Vom Mädchen in der Frau


Irmie Vesselsky kam mit Ihrer Begleitung Nicoletta auf die Bühne, setzte sich und spielte. Das Publikum atmete einmal tief aus und war fortan nicht mehr zu hören.

 

Dieser Zweizeiler genügt im Grund um den Abend zu beschreiben. Vesselsky führt auf der Bühne ein zweistündiges Doppelleben. Ihre Lieder sind gefüllt mit der tiefen Zärtlichkeit und der bedingungslosen Hingabe einer Frau, die in diesem Moment genau das lebt, was sie spielt. Ihre warme Stimmfarbe und die charakteristische Weise, mit der Sie viele Wortenden leicht aber doch hörbar im Halsansatz zerfließen lässt, erinnern oft an den Weltstar Tori Amos, wobei Vesselskys Virtuosität am Klavier eine Klasse für sich ist. Trotzdem die Grenze zwischen Gesang und Klavier ineinander zerfließt und das eine ohne dem anderen nicht vorstellbar ist, bleibt das Instrument immer einen Hauch hinter Ihrer Stimme und sorgt so dafür, dass der mitreißende Ausdruck in Vesselskys Stimme besonders schön zur Geltung kommt.

 

Zwischen den Stücken tritt Irmie ins Scheinwerferlicht.
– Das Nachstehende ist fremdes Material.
//! HTTP handlers for the REST API.
//!
//! Each handler corresponds to an API endpoint and delegates to the
//! session service layer for business logic.

use axum::{
    extract::{rejection::JsonRejection, Path, State},
    http::{header, StatusCode},
    response::{IntoResponse, Response},
    Json,
};
use serde_json::{Map, Value};

use super::dto::{
    DbStatusResponse, HealthResponse, LatestSessionResponse, Session, SessionDeletedResponse,
    SessionListResponse, SessionSavedResponse,
};
use super::error::AppError;
use super::state::AppState;
use crate::db::services as db_services;
use crate::db::{NewSession, SessionId, SessionUpdate};
use crate::models::ScheduleResult;
use crate::services::{TimetableExport, EXPORT_FILE_NAME};

/// Result type for handlers.
pub type HandlerResult<T> = Result<Json<T>, AppError>;

// =============================================================================
// Health Check
// =============================================================================

/// GET /health
pub async fn health_check(State(state): State<AppState>) -> HandlerResult<HealthResponse> {
    let store = match state.repository.health_check().await {
        Ok(true) => "connected".to_string(),
        Ok(false) => "disconnected".to_string(),
        Err(e) => format!("error: {}", e),
    };

    Ok(Json(HealthResponse {
        status: "ok".to_string(),
        version: env!("CARGO_PKG_VERSION").to_string(),
        session_store: store,
    }))
}

/// GET /api/db-status
///
/// Whether session persistence is usable. Never fails.
pub async fn db_status(State(state): State<AppState>) -> Json<DbStatusResponse> {
    Json(DbStatusResponse {
        available: db_services::is_available(state.repository.as_ref()).await,
    })
}

// =============================================================================
// Sessions
// =============================================================================

/// GET /api/sessions
///
/// Summaries only, most recently updated first.
pub async fn list_sessions(State(state): State<AppState>) -> HandlerResult<SessionListResponse> {
    let sessions = db_services::list_sessions(state.repository.as_ref()).await?;
    Ok(Json(SessionListResponse { sessions }))
}

/// POST /api/sessions
pub async fn create_session(
    State(state): State<AppState>,
    body: Result<Json<Value>, JsonRejection>,
) -> Result<(StatusCode, Json<SessionSavedResponse>), AppError> {
    let Json(body) = body?;
    let session = parse_new_session(&body)?;
    let summary = db_services::create_session(state.repository.as_ref(), session).await?;
    Ok((
        StatusCode::OK,
        Json(SessionSavedResponse {
            success: true,
            session: summary,
        }),
    ))
}

/// GET /api/sessions/latest
pub async fn latest_session(State(state): State<AppState>) -> HandlerResult<LatestSessionResponse> {
    let session = db_services::latest_session(state.repository.as_ref()).await?;
    Ok(Json(LatestSessionResponse { session }))
}

/// GET /api/sessions/{session_id}
///
/// The full session including its stored result.
pub async fn get_session(
    State(state): State<AppState>,
    Path(session_id): Path<i64>,
) -> HandlerResult<Session> {
    let session = db_services::get_session(state.repository.as_ref(), SessionId(session_id)).await?;
    Ok(Json(session))
}

/// PUT /api/sessions/{session_id}
pub async fn update_session(
    State(state): State<AppState>,
    Path(session_id): Path<i64>,
    body: Result<Json<Value>, JsonRejection>,
) -> HandlerResult<SessionSavedResponse> {
    let Json(body) = body?;
    let update = parse_update(&body)?;
    let summary =
        db_services::update_session(state.repository.as_ref(), SessionId(session_id), update)
            .await?;
    Ok(Json(SessionSavedResponse {
        success: true,
        session: summary,
    }))
}

/// DELETE /api/sessions/{session_id}
pub async fn delete_session(
    State(state): State<AppState>,
    Path(session_id): Path<i64>,
) -> HandlerResult<SessionDeletedResponse> {
    db_services::delete_session(state.repository.as_ref(), SessionId(session_id)).await?;
    Ok(Json(SessionDeletedResponse {
        success: true,
        message: "Session deleted".to_string(),
    }))
}

// =============================================================================
// Export
// =============================================================================

/// POST /api/download-csv
///
/// Render a result as the timetable CSV attachment.
pub async fn download_csv(body: Result<Json<Value>, JsonRejection>) -> Result<Response, AppError> {
    let Json(body) = body?;
    let csv = TimetableExport::from_payload(&body)?.to_csv();
    Ok((
        [
            (header::CONTENT_TYPE, "text/csv".to_string()),
            (
                header::CONTENT_DISPOSITION,
                format!("attachment; filename=\"{}\"", EXPORT_FILE_NAME),
            ),
        ],
        csv,
    )
        .into_response())
}

// =============================================================================
// Request parsing
// =============================================================================

fn as_object(body: &Value) -> Result<&Map<String, Value>, AppError> {
    body.as_object()
        .ok_or_else(|| AppError::BadRequest("Request body must be a JSON object".to_string()))
}

/// Free text as sent by the dashboard; `null` clears the field.
fn text_field(value: &Value) -> String {
    match value {
        Value::Null => String::new(),
        Value::String(s) => s.clone(),
        other => other.to_string(),
    }
}

fn schedule_field(value: Option<&Value>) -> Result<ScheduleResult, AppError> {
    match value {
        Some(value @ Value::Object(map)) if !map.is_empty() => {
            serde_json::from_value(value.clone()).map_err(|e| {
                AppError::BadRequest(format!("api_response is not a schedule result: {}", e))
            })
        }
        _ => Err(AppError::BadRequest("api_response is required".to_string())),
    }
}

fn parse_new_session(body: &Value) -> Result<NewSession, AppError> {
    let body = as_object(body)?;
    let name = body.get("name").map(text_field).unwrap_or_default();
    if name.trim().is_empty() {
        return Err(AppError::BadRequest("Session name is required".to_string()));
    }
    let api_response = schedule_field(body.get("api_response"))?;
    Ok(NewSession::new(name, api_response)
        .with_academic_year(body.get("academic_year").map(text_field))
        .with_notes(body.get("notes").map(text_field)))
}

fn parse_update(body: &Value) -> Result<SessionUpdate, AppError> {
    let body = as_object(body)?;
    let api_response = match body.get("api_response") {
        None => None,
        Some(value) => Some(schedule_field(Some(value))?),
    };
    Ok(SessionUpdate {
        name: body.get("name").map(text_field),
        notes: body.get("notes").map(text_field),
        academic_year: body.get("academic_year").map(text_field),
        api_response,
    })
}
Etwas nervös zu Beginn, aber mit der einnehmenden Unbeschwertheit eines verträumten Mädchens plaudert, nein plappert sie mit dem Publikum, als würde sie mit ihrem Lieblingsstofftier den vergangenen Tag besprechen. Die Verbindung zwischen Irmie und Frau Vesselsky ist die entwaffnende Offenheit, die es auch dem Publikum erlaubt, sich ihren Liedern vom ersten Moment an vorbehaltlos zu öffnen.

 

Genau in dieser Offenheit und Echtheit, die Vesselsky in ihren Liedern und im Gespräch vermittelt, liegt wohl auch der Grund, warum ihre musikalischen Botschaften zu Hause von der CD ebenso stimmig funktionieren, wie live im Konzertsaal. Man fühlt sich als Zuhörer einfach gut aufgehoben, vergisst das Rundherum und wehrt sich kein bisschen gegen die aufkommenden Emotionen.